Obviously, this ‘context’ doesn’t exactly read well for humans, but it’s perfect for providing just enough context to the LLM for it to extract the relevant information and then regurgitate that into a nice human readable answer, based on the underlying source.

It’s also valuable to note that this methodology also allows including the references to the parts of the source dataset that were used in the context, and where those parts reside in the retrieval index.

Conclusion

LLMs occasionally feel like magic, but the reality is, they’re a collection of very expensively trained matrices are pretty great at generating things that look like what they were trained on. (I’ll leave it to the philosophers to discuss if that defines us too…)

Training these systems to ‘know’ specific knowledge by training or fine-tuning isn’t “hard”, but it will be expensive, noisy, and really hard to update.

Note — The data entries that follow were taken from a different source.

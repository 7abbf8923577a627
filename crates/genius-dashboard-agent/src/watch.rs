//! Widget watches.
//!
//! A watch follows the sources of one widget through a registry
//! [`Subscription`] and logs whenever the widget's readiness changes.

use crate::boards::{Board, Widget};
use crate::catalog::{widget_def, WidgetDef};
use genius_dashboard_core::{
    controller_buttons, resolve_sources, source_status, CompositeKind, PathError, Selection,
    SourceKind, SourceStatus, TopicRegistry,
};
use std::fmt;
use tokio::task::JoinHandle;

/// Readiness of every source of a widget.
#[derive(Debug, Clone, PartialEq, Eq)]
pub struct WidgetStatus {
    /// Status per declared source, in catalog order
    pub sources: Vec<(String, SourceStatus)>,
    /// Every required source is ready
    pub ready: bool,
}

impl WidgetStatus {
    fn evaluate(def: &WidgetDef, selection: &Selection) -> Self {
        let mut ready = true;
        let sources = def
            .sources
            .iter()
            .map(|(name, source)| {
                let status = source_status(source, selection.get(name));
                if source.required && status != SourceStatus::Ready {
                    ready = false;
                }
                ((*name).to_string(), status)
            })
            .collect();
        Self { sources, ready }
    }
}

impl fmt::Display for WidgetStatus {
    fn fmt(&self, f: &mut fmt::Formatter<'_>) -> fmt::Result {
        f.write_str(if self.ready { "ready" } else { "waiting" })?;
        for (i, (name, status)) in self.sources.iter().enumerate() {
            let label = match status {
                SourceStatus::Missing => "missing",
                SourceStatus::Mismatch => "mismatch",
                SourceStatus::Ready => "ready",
            };
            let sep = if i == 0 { " (" } else { ", " };
            write!(f, "{sep}{name}: {label}")?;
        }
        if !self.sources.is_empty() {
            f.write_str(")")?;
        }
        Ok(())
    }
}

/// Current readiness of a widget.
///
/// # Errors
///
/// Returns [`WatchError`] if the display is unknown or a source path is
/// malformed.
pub fn widget_status(widget: &Widget, registry: &TopicRegistry) -> Result<WidgetStatus, WatchError> {
    let def = lookup(widget)?;
    let sources = resolve_sources(&widget.sources)?;
    Ok(WidgetStatus::evaluate(&def, &registry.select_many_values(&sources)))
}

/// Spawn a task that logs readiness changes of `widget`.
///
/// The task ends when the registry is dropped.
///
/// # Errors
///
/// Returns [`WatchError`] if the display is unknown or a source path is
/// malformed.
pub fn spawn_watch(widget: &Widget, registry: &TopicRegistry) -> Result<JoinHandle<()>, WatchError> {
    let def = lookup(widget)?;
    let mut subscription = registry.subscribe(resolve_sources(&widget.sources)?);
    let name = widget.name.clone();

    Ok(tokio::spawn(async move {
        let mut last = WidgetStatus::evaluate(&def, subscription.current());
        tracing::info!(widget = %name, display = def.display, status = %last, "Watching widget");

        loop {
            let Ok(selection) = subscription.changed().await else {
                tracing::debug!(widget = %name, "Registry closed, stopping watch");
                break;
            };
            let next = WidgetStatus::evaluate(&def, selection);
            if next.ready {
                log_details(&name, &def, selection);
            }
            if next != last {
                tracing::info!(widget = %name, status = %next, "Widget status changed");
                last = next;
            }
        }
    }))
}

/// Spawn a watch for every widget of `board`.
///
/// Widgets that cannot be watched are logged and skipped.
pub fn spawn_watches(board: &Board, registry: &TopicRegistry) -> Vec<JoinHandle<()>> {
    board
        .widgets
        .iter()
        .filter_map(|widget| match spawn_watch(widget, registry) {
            Ok(handle) => Some(handle),
            Err(err) => {
                tracing::warn!(board = %board.name, widget = %widget.name, error = %err, "Cannot watch widget");
                None
            }
        })
        .collect()
}

fn lookup(widget: &Widget) -> Result<WidgetDef, WatchError> {
    widget_def(&widget.display).ok_or_else(|| WatchError::UnknownDisplay(widget.display.clone()))
}

fn log_details(name: &str, def: &WidgetDef, selection: &Selection) {
    for (source, source_def) in &def.sources {
        let Some(node) = selection.get(source) else {
            continue;
        };
        match &source_def.kind {
            SourceKind::Topic { .. } => {
                if let Some(message) = node.as_leaf() {
                    tracing::debug!(widget = name, source, value = %message.value, "Widget value");
                }
            }
            SourceKind::Composite(CompositeKind::Controller) => {
                let buttons = controller_buttons(node);
                tracing::debug!(widget = name, source, buttons = buttons.len(), "Controller bindings");
            }
            SourceKind::Composite(kind) => {
                tracing::debug!(widget = name, source, kind = %kind, "Composite updated");
            }
        }
    }
}

/// A widget that cannot be watched.
#[derive(Debug, Clone, PartialEq, Eq, thiserror::Error)]
pub enum WatchError {
    /// Display id not in the catalog
    #[error("unknown display: {0}")]
    UnknownDisplay(String),
    /// A source path is malformed
    #[error(transparent)]
    Path(#[from] PathError),
}

#[cfg(test)]
mod tests {
    use super::*;
    use genius_dashboard_core::{DataValue, Message, TopicPath};
    use std::collections::BTreeMap;
    use std::time::Duration;

    fn widget(display: &str, data: &str) -> Widget {
        widget_def(display)
            .unwrap()
            .new_widget("w", BTreeMap::from([("data".to_string(), data.to_string())]))
    }

    fn set(registry: &TopicRegistry, path: &str, value: DataValue) {
        let path = TopicPath::parse(path).unwrap();
        registry.set_topic(Message::new(path, 1, value));
    }

    #[test]
    fn status_follows_the_tree() {
        let registry = TopicRegistry::new();
        let toggle = widget("toggle", "/SmartDashboard/enabled");

        let status = widget_status(&toggle, &registry).unwrap();
        assert!(!status.ready);
        assert_eq!(status.sources, [("data".to_string(), SourceStatus::Missing)]);
        assert_eq!(status.to_string(), "waiting (data: missing)");

        set(&registry, "/SmartDashboard/enabled", DataValue::Double(1.0));
        let status = widget_status(&toggle, &registry).unwrap();
        assert_eq!(status.sources[0].1, SourceStatus::Mismatch);

        set(&registry, "/SmartDashboard/enabled", DataValue::Boolean(true));
        assert!(widget_status(&toggle, &registry).unwrap().ready);
    }

    #[test]
    fn unbound_required_source_is_missing() {
        let registry = TopicRegistry::new();
        let mut simple = widget("simple", "");
        simple.sources.clear();
        let status = widget_status(&simple, &registry).unwrap();
        assert_eq!(status.sources[0].1, SourceStatus::Missing);
    }

    #[test]
    fn unwatchable_widgets_are_errors() {
        let registry = TopicRegistry::new();
        let mut bad = widget("simple", "/a");
        bad.display = "gauge".to_string();
        assert_eq!(
            widget_status(&bad, &registry),
            Err(WatchError::UnknownDisplay("gauge".to_string()))
        );

        let bad_path = widget("simple", "no-slash");
        assert!(matches!(widget_status(&bad_path, &registry), Err(WatchError::Path(_))));
    }

    #[tokio::test]
    async fn watch_stops_when_registry_is_dropped() {
        let registry = TopicRegistry::new();
        let handle = spawn_watch(&widget("simple", "/SmartDashboard/x"), &registry).unwrap();

        set(&registry, "/SmartDashboard/x", DataValue::Int(3));
        tokio::time::sleep(Duration::from_millis(10)).await;
        drop(registry);

        tokio::time::timeout(Duration::from_secs(1), handle)
            .await
            .unwrap()
            .unwrap();
    }
}
//! Widget catalog.
//!
//! Each display id maps to the sources the display reads and the options it
//! accepts.

use crate::boards::Widget;
use genius_dashboard_core::{CompositeKind, DataType, SourceDef};
use serde_json::Value;
use std::collections::BTreeMap;

/// Every display id, in catalog order.
pub const DISPLAYS: [&str; 8] = [
    "simple",
    "editable",
    "toggle",
    "chooser",
    "camera",
    "command",
    "controller",
    "subsystem",
];

/// The corners a controller grid can start from.
pub const CONTROLLER_STARTS: [&str; 4] = ["top-left", "top-right", "bottom-left", "bottom-right"];

/// Declaration of one display option.
#[derive(Debug, Clone, PartialEq)]
pub enum OptionDef {
    /// An integer option
    Int {
        /// Shown to the user
        description: &'static str,
        /// Default value
        default: i64,
        /// Smallest accepted value
        min: Option<i64>,
        /// Largest accepted value
        max: Option<i64>,
    },
    /// One of a fixed set of strings
    Enum {
        /// Shown to the user
        description: &'static str,
        /// Allowed values
        values: &'static [&'static str],
        /// Default value
        default: &'static str,
    },
}

impl OptionDef {
    /// Default value of the option.
    #[must_use]
    pub fn default_value(&self) -> Value {
        match self {
            Self::Int { default, .. } => Value::from(*default),
            Self::Enum { default, .. } => Value::from(*default),
        }
    }

    /// Check `value` against the option's type and bounds.
    ///
    /// # Errors
    ///
    /// Returns the first [`OptionError`] the value violates.
    pub fn accepts(&self, value: &Value) -> Result<(), OptionError> {
        match self {
            Self::Int { min, max, .. } => {
                let n = value.as_i64().ok_or(OptionError::NotAnInteger)?;
                if let Some(min) = *min {
                    if n < min {
                        return Err(OptionError::BelowMin(min));
                    }
                }
                if let Some(max) = *max {
                    if n > max {
                        return Err(OptionError::AboveMax(max));
                    }
                }
                Ok(())
            }
            Self::Enum { values, .. } => {
                if value.as_str().is_some_and(|v| values.contains(&v)) {
                    Ok(())
                } else {
                    Err(OptionError::NotInEnum(values.join(", ")))
                }
            }
        }
    }
}

/// Why an option value was refused.
#[derive(Debug, Clone, PartialEq, Eq, thiserror::Error)]
pub enum OptionError {
    /// The display has no option of that name
    #[error("not an option of this display")]
    Unknown,
    /// Int option given something else
    #[error("must be an integer")]
    NotAnInteger,
    /// Int option below its minimum
    #[error("must be greater than or equal to {0}")]
    BelowMin(i64),
    /// Int option above its maximum
    #[error("must be less than or equal to {0}")]
    AboveMax(i64),
    /// Enum option given a value outside the set
    #[error("must be one of: {0}")]
    NotInEnum(String),
}

/// A display and what it needs.
#[derive(Debug, Clone, PartialEq)]
pub struct WidgetDef {
    /// Display id
    pub display: &'static str,
    /// Shown to the user
    pub description: &'static str,
    /// Sources by name
    pub sources: Vec<(&'static str, SourceDef)>,
    /// Options by name
    pub options: Vec<(&'static str, OptionDef)>,
}

impl WidgetDef {
    /// The source called `name`.
    #[must_use]
    pub fn source(&self, name: &str) -> Option<&SourceDef> {
        self.sources.iter().find(|(n, _)| *n == name).map(|(_, def)| def)
    }

    /// The option called `name`.
    #[must_use]
    pub fn option(&self, name: &str) -> Option<&OptionDef> {
        self.options.iter().find(|(n, _)| *n == name).map(|(_, def)| def)
    }

    /// Check every entry of `options` against this display's declarations.
    ///
    /// # Errors
    ///
    /// Returns the name of the first offending option and why it was refused.
    pub fn check_options(&self, options: &BTreeMap<String, Value>) -> Result<(), (String, OptionError)> {
        for (name, value) in options {
            let def = self.option(name).ok_or_else(|| (name.clone(), OptionError::Unknown))?;
            def.accepts(value).map_err(|err| (name.clone(), err))?;
        }
        Ok(())
    }

    /// Every option at its default value.
    #[must_use]
    pub fn default_options(&self) -> BTreeMap<String, Value> {
        self.options
            .iter()
            .map(|(name, def)| ((*name).to_string(), def.default_value()))
            .collect()
    }

    /// A widget of this display at the origin, bound to `sources`.
    #[must_use]
    pub fn new_widget(&self, name: impl Into<String>, sources: BTreeMap<String, String>) -> Widget {
        Widget {
            x: 0,
            y: 0,
            width: 2,
            height: 1,
            name: name.into(),
            display: self.display.to_string(),
            locked: false,
            sources,
            options: self.default_options(),
            state: BTreeMap::new(),
            auto_size: true,
            lock_size: true,
        }
    }
}

/// Look up a display id.
#[must_use]
pub fn widget_def(display: &str) -> Option<WidgetDef> {
    let def = match display {
        "simple" => WidgetDef {
            display: "simple",
            description: "Shows any value as text",
            sources: vec![("data", SourceDef::topic(&[], "Value to show"))],
            options: Vec::new(),
        },
        "editable" => WidgetDef {
            display: "editable",
            description: "Shows a value and lets it be edited",
            sources: vec![(
                "data",
                SourceDef::topic(
                    &[
                        DataType::Boolean,
                        DataType::Int,
                        DataType::Float,
                        DataType::Double,
                        DataType::String,
                    ],
                    "Value to edit",
                ),
            )],
            options: Vec::new(),
        },
        "toggle" => WidgetDef {
            display: "toggle",
            description: "Switches a boolean on and off",
            sources: vec![("data", SourceDef::topic(&[DataType::Boolean], "Boolean to toggle"))],
            options: Vec::new(),
        },
        "chooser" => WidgetDef {
            display: "chooser",
            description: "Picks one of the offered options",
            sources: vec![(
                "data",
                SourceDef::composite(CompositeKind::Chooser, "Sendable chooser"),
            )],
            options: Vec::new(),
        },
        "camera" => WidgetDef {
            display: "camera",
            description: "Shows a camera stream",
            sources: vec![("data", SourceDef::composite(CompositeKind::Camera, "Camera publisher"))],
            options: vec![(
                "width",
                OptionDef::Int {
                    description: "Stream width in pixels",
                    default: 300,
                    min: Some(50),
                    max: Some(500),
                },
            )],
        },
        "command" => WidgetDef {
            display: "command",
            description: "Starts and cancels a command",
            sources: vec![("data", SourceDef::composite(CompositeKind::Command, "Command"))],
            options: Vec::new(),
        },
        "controller" => WidgetDef {
            display: "controller",
            description: "Shows the button bindings of a controller",
            sources: vec![(
                "data",
                SourceDef::composite(CompositeKind::Controller, "Controller bindings"),
            )],
            options: vec![
                (
                    "columns",
                    OptionDef::Int {
                        description: "Buttons per row",
                        default: 6,
                        min: None,
                        max: None,
                    },
                ),
                (
                    "start",
                    OptionDef::Enum {
                        description: "Corner of the first button",
                        values: &CONTROLLER_STARTS,
                        default: "bottom-left",
                    },
                ),
            ],
        },
        "subsystem" => WidgetDef {
            display: "subsystem",
            description: "Shows the running command of a subsystem",
            sources: vec![("data", SourceDef::composite(CompositeKind::Subsystem, "Subsystem"))],
            options: Vec::new(),
        },
        _ => return None,
    };
    Some(def)
}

In my opinion, RAG is the only practical option for the vast majority of users wanting to mix real data/knowledge/experience with the natural language interface and apparrent ‘reasoning’ of LLMs but it’s also the one that requires actual work.

The challenge with implementing RAG systems for many organisations isn’t anything to do with “AI” or LLMs; but instead to do with data mobility within organisations. RAG is just a search engine for LLMs to synthesise more text to answer a question; if your organisation doesn’t have the structured, accurate and available data for that search engine to ‘crawl’, then before you can even think about making your nice chatbot, you’ll have to build out those datastores first.